RECORDS FOR THIS TASK: Begin

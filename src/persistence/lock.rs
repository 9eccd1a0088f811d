//! Exclusive per-project lock

use crate::core::{PipelineError, ProjectLayout, Result};
use fs2::FileExt;
use std::fs::{File, OpenOptions};
use std::path::PathBuf;
use tracing::{debug, warn};

/// Advisory lock on `<agent_dir>/.lock`, released on drop
#[derive(Debug)]
pub struct ProjectLock {
    file: File,
    path: PathBuf,
}

impl ProjectLock {
    /// Take the lock or fail immediately with `ProjectLocked`
    pub fn acquire(layout: &ProjectLayout) -> Result<Self> {
        std::fs::create_dir_all(layout.agent_dir())?;
        let path = layout.lock_path();

        let file = OpenOptions::new()
            .read(true)
            .write(true)
            .create(true)
            .truncate(false)
            .open(&path)?;

        match file.try_lock_exclusive() {
            Ok(()) => {
                debug!("Acquired project lock {}", path.display());
                Ok(Self { file, path })
            }
            Err(e) if e.kind() == fs2::lock_contended_error().kind() => {
                Err(PipelineError::ProjectLocked(path))
            }
            Err(e) => Err(e.into()),
        }
    }
}

impl Drop for ProjectLock {
    fn drop(&mut self) {
        if let Err(e) = FileExt::unlock(&self.file) {
            warn!("Failed to release project lock {}: {}", self.path.display(), e);
        }
    }
}
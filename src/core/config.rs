//! Tool settings loaded from YAML
//!
//! Settings are read once at startup and handed to each component at
//! construction; nothing reads them from process-wide state afterwards.

use crate::core::action::validate_relative_path;
use anyhow::{Context, Result};
use serde::{Deserialize, Serialize};
use std::path::{Path, PathBuf};

/// Default model used when neither the CLI nor the project config names one
pub const DEFAULT_MODEL: &str = "gemini-2.5-pro-exp-03-25";

/// Top-level settings
#[derive(Debug, Clone, PartialEq, Serialize, Deserialize)]
#[serde(default)]
pub struct Settings {
    /// Name of the per-project state directory
    pub agent_dir: String,

    /// Generation provider selection and limits
    pub provider: ProviderSettings,

    /// Limits for trimming incomplete code bodies
    pub truncation: TruncationPolicy,
}

/// Which provider implementation to construct
#[derive(Debug, Clone, Copy, PartialEq, Eq, Serialize, Deserialize)]
#[serde(rename_all = "lowercase")]
pub enum ProviderKind {
    /// Gemini `generateContent` HTTP API
    Gemini,
    /// A local CLI that reads the prompt on stdin and prints the reply
    Command,
}

#[derive(Debug, Clone, PartialEq, Serialize, Deserialize)]
#[serde(default)]
pub struct ProviderSettings {
    pub kind: ProviderKind,

    /// Model used when the project config has none
    pub default_model: String,

    /// API base URL (Gemini only)
    pub base_url: String,

    /// Environment variable holding the API key (Gemini only)
    pub api_key_env: String,

    /// Executable to run (Command only)
    pub command: Option<String>,

    /// Extra arguments passed to the executable (Command only)
    pub args: Vec<String>,

    /// Upper bound for a single provider call, in seconds
    pub timeout_secs: u64,
}

/// Truncation limits for incomplete code actions
#[derive(Debug, Clone, Copy, PartialEq, Eq, Serialize, Deserialize)]
#[serde(default)]
pub struct TruncationPolicy {
    /// Content must be longer than this many characters to be truncated
    pub threshold_chars: usize,

    /// Content must have more lines than this to be truncated
    pub min_lines: usize,

    /// Lines kept from the top (imports and declarations)
    pub head_lines: usize,

    /// Lines kept from the bottom (closing structure)
    pub tail_lines: usize,
}

impl Default for Settings {
    fn default() -> Self {
        Self {
            agent_dir: ".agent".to_string(),
            provider: ProviderSettings::default(),
            truncation: TruncationPolicy::default(),
        }
    }
}

impl Default for ProviderSettings {
    fn default() -> Self {
        Self {
            kind: ProviderKind::Gemini,
            default_model: DEFAULT_MODEL.to_string(),
            base_url: "https://generativelanguage.googleapis.com".to_string(),
            api_key_env: "GEMINI_API_KEY".to_string(),
            command: None,
            args: Vec::new(),
            timeout_secs: 300,
        }
    }
}

impl Default for TruncationPolicy {
    fn default() -> Self {
        Self {
            threshold_chars: 4000,
            min_lines: 60,
            head_lines: 20,
            tail_lines: 10,
        }
    }
}

impl Settings {
    /// Load settings from a YAML file
    pub fn from_file<P: AsRef<Path>>(path: P) -> Result<Self> {
        let path = path.as_ref();
        let content = std::fs::read_to_string(path)
            .with_context(|| format!("Failed to read settings file {}", path.display()))?;
        Self::from_yaml(&content)
    }

    /// Parse settings from a YAML string
    pub fn from_yaml(yaml: &str) -> Result<Self> {
        let settings: Settings = serde_yaml::from_str(yaml)?;
        settings.validate()?;
        Ok(settings)
    }

    /// Resolve settings for this invocation
    ///
    /// An explicit path must exist. Otherwise the per-user settings file is
    /// used when present, and built-in defaults when not.
    pub fn load(explicit: Option<&Path>) -> Result<Self> {
        if let Some(path) = explicit {
            return Self::from_file(path);
        }

        match Self::default_path() {
            Some(path) if path.is_file() => {
                tracing::debug!("Loading settings from {}", path.display());
                Self::from_file(path)
            }
            _ => Ok(Self::default()),
        }
    }

    /// `<config dir>/stepgen/settings.yaml`
    pub fn default_path() -> Option<PathBuf> {
        dirs::config_dir().map(|dir| dir.join("stepgen").join("settings.yaml"))
    }

    /// Validate the settings
    pub fn validate(&self) -> Result<()> {
        validate_relative_path(&self.agent_dir)
            .map_err(|e| anyhow::anyhow!("agent_dir: {}", e))?;

        if self.provider.timeout_secs == 0 {
            anyhow::bail!("provider.timeout_secs must be greater than zero");
        }

        if self.provider.default_model.trim().is_empty() {
            anyhow::bail!("provider.default_model must not be empty");
        }

        if self.provider.kind == ProviderKind::Command
            && self
                .provider
                .command
                .as_deref()
                .map_or(true, |c| c.trim().is_empty())
        {
            anyhow::bail!("provider.command is required when provider.kind is 'command'");
        }

        let t = &self.truncation;
        if t.min_lines <= t.head_lines + t.tail_lines {
            anyhow::bail!(
                "truncation.min_lines ({}) must exceed head_lines + tail_lines ({})",
                t.min_lines,
                t.head_lines + t.tail_lines
            );
        }

        Ok(())
    }
}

RECORDS FOR THIS TASK: End

WORK TASK: Copy every line from the records that holds the string "explicit".

YOUR RESPONSE:
    /// An explicit path must exist. Otherwise the per-user settings file is
    pub fn load(explicit: Option<&Path>) -> Result<Self> {
        if let Some(path) = explicit {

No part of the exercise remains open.